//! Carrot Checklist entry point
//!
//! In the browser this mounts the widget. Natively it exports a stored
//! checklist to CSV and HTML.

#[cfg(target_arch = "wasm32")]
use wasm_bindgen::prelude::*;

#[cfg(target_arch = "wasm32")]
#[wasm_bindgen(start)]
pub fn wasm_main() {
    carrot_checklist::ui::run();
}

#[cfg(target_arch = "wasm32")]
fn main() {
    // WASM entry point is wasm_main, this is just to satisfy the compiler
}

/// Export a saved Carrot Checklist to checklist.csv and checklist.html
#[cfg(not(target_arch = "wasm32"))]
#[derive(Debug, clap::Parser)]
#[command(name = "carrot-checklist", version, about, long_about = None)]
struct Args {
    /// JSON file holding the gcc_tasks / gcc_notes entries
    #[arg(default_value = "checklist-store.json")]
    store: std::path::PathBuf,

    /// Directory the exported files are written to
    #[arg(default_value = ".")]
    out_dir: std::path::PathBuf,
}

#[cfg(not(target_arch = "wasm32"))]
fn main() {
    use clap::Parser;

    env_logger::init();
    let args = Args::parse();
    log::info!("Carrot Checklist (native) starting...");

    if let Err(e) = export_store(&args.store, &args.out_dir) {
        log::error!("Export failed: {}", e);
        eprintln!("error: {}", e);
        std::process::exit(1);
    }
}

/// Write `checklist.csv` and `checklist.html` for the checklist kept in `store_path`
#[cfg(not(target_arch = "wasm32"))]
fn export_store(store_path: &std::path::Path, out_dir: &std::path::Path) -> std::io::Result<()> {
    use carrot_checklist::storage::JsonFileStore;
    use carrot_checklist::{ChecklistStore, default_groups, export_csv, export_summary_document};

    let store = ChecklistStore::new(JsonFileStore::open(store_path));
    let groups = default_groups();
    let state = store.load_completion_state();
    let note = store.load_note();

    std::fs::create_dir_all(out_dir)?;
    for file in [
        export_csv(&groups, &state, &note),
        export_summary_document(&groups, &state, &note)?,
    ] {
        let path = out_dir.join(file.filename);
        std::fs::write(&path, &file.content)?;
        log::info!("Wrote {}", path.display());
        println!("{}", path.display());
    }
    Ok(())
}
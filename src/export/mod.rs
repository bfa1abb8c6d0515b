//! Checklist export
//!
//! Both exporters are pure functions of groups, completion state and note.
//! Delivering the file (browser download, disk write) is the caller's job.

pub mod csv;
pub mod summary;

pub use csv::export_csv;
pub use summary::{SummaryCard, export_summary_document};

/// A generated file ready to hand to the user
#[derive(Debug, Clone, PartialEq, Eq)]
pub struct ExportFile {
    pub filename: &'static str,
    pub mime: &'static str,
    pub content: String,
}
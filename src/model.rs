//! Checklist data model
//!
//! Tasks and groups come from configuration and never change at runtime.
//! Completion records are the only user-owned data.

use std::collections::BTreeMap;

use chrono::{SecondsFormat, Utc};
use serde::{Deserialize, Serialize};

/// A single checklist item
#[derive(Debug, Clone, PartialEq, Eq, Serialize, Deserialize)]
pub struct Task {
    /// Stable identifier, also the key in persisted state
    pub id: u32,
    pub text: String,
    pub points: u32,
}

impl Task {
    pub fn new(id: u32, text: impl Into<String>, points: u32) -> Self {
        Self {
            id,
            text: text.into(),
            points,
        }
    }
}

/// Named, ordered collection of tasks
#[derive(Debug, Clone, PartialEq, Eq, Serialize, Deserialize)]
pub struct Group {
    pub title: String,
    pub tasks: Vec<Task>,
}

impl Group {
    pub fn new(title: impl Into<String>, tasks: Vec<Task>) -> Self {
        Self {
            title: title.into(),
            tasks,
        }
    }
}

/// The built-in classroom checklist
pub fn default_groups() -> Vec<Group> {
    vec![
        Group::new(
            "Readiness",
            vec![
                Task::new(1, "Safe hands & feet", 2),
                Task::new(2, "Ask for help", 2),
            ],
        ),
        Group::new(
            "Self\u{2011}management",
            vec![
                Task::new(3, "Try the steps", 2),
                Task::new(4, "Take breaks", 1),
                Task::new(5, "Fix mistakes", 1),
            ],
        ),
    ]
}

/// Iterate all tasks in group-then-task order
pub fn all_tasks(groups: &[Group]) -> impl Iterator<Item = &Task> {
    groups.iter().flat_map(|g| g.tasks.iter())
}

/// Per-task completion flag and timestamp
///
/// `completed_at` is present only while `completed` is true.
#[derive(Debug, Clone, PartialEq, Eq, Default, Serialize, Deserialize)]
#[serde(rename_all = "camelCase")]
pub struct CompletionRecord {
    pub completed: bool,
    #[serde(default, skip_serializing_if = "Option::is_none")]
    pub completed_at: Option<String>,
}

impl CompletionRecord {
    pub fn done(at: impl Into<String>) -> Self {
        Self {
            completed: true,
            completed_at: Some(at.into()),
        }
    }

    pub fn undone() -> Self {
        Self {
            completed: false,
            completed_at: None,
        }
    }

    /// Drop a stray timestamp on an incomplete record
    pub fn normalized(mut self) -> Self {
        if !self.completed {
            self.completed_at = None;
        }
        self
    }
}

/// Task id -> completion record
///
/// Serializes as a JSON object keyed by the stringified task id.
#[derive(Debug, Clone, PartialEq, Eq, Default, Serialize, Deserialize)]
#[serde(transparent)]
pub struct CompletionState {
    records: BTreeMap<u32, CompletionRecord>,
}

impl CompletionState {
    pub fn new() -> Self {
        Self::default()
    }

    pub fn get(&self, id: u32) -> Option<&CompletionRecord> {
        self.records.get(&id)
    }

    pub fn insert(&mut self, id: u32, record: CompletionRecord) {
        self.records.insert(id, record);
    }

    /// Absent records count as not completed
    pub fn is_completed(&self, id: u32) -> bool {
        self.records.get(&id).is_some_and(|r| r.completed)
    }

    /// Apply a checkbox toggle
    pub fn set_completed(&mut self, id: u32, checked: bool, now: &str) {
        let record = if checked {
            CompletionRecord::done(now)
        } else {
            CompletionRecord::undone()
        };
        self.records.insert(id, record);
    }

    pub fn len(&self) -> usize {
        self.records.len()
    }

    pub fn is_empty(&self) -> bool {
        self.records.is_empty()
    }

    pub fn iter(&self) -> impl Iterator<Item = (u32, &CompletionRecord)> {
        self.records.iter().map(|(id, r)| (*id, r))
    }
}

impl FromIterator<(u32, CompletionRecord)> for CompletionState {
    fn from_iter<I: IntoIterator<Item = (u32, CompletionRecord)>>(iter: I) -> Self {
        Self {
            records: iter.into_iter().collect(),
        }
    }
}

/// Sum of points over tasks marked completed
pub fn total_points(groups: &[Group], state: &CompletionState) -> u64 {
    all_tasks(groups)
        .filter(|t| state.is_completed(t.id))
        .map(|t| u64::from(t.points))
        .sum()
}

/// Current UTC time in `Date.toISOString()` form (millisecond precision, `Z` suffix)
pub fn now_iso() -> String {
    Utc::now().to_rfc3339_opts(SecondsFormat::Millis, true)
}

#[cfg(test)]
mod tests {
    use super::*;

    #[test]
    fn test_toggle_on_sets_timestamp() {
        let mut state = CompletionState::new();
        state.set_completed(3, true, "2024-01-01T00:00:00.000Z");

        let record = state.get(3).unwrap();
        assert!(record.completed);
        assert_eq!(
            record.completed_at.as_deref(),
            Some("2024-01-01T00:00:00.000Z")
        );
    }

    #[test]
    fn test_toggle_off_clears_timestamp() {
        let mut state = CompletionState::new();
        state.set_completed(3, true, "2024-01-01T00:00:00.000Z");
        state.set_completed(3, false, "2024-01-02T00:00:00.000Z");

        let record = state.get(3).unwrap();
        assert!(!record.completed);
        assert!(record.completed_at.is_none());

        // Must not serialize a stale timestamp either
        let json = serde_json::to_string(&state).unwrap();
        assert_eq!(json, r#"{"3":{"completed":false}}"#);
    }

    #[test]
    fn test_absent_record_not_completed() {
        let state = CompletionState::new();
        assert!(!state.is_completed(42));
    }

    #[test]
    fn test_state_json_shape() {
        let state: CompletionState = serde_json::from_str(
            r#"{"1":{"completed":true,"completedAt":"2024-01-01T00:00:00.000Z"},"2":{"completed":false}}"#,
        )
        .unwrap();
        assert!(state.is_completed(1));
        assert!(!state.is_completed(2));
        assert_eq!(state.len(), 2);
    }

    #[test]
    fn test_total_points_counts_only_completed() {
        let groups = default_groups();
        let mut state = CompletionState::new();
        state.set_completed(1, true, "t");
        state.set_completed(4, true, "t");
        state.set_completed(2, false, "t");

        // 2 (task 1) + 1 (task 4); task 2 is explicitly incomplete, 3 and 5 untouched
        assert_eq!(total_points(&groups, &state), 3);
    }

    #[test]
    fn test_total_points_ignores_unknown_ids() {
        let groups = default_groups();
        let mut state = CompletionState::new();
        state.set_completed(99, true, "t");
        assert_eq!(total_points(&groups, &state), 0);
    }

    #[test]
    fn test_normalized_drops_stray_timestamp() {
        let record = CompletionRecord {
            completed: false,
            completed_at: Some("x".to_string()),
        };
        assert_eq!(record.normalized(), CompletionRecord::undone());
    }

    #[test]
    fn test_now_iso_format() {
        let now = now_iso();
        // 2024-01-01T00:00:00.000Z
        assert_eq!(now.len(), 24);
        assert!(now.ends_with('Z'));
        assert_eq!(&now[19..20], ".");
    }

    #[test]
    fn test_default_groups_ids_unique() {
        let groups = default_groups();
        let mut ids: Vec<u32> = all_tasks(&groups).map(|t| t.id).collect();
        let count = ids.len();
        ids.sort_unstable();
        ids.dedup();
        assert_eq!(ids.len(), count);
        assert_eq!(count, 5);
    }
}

..............................

→ Your instructions:
Transcribe, exactly and without additions, the lines of the records above, beginning with the line that contains "pub fn normalized(mut" and ending with the line that contains "pub fn iter(&self)", both included.

→ Final answer:
    pub fn normalized(mut self) -> Self {
        if !self.completed {
            self.completed_at = None;
        }
        self
    }
}

/// Task id -> completion record
///
/// Serializes as a JSON object keyed by the stringified task id.
#[derive(Debug, Clone, PartialEq, Eq, Default, Serialize, Deserialize)]
#[serde(transparent)]
pub struct CompletionState {
    records: BTreeMap<u32, CompletionRecord>,
}

impl CompletionState {
    pub fn new() -> Self {
        Self::default()
    }

    pub fn get(&self, id: u32) -> Option<&CompletionRecord> {
        self.records.get(&id)
    }

    pub fn insert(&mut self, id: u32, record: CompletionRecord) {
        self.records.insert(id, record);
    }

    /// Absent records count as not completed
    pub fn is_completed(&self, id: u32) -> bool {
        self.records.get(&id).is_some_and(|r| r.completed)
    }

    /// Apply a checkbox toggle
    pub fn set_completed(&mut self, id: u32, checked: bool, now: &str) {
        let record = if checked {
            CompletionRecord::done(now)
        } else {
            CompletionRecord::undone()
        };
        self.records.insert(id, record);
    }

    pub fn len(&self) -> usize {
        self.records.len()
    }

    pub fn is_empty(&self) -> bool {
        self.records.is_empty()
    }

    pub fn iter(&self) -> impl Iterator<Item = (u32, &CompletionRecord)> {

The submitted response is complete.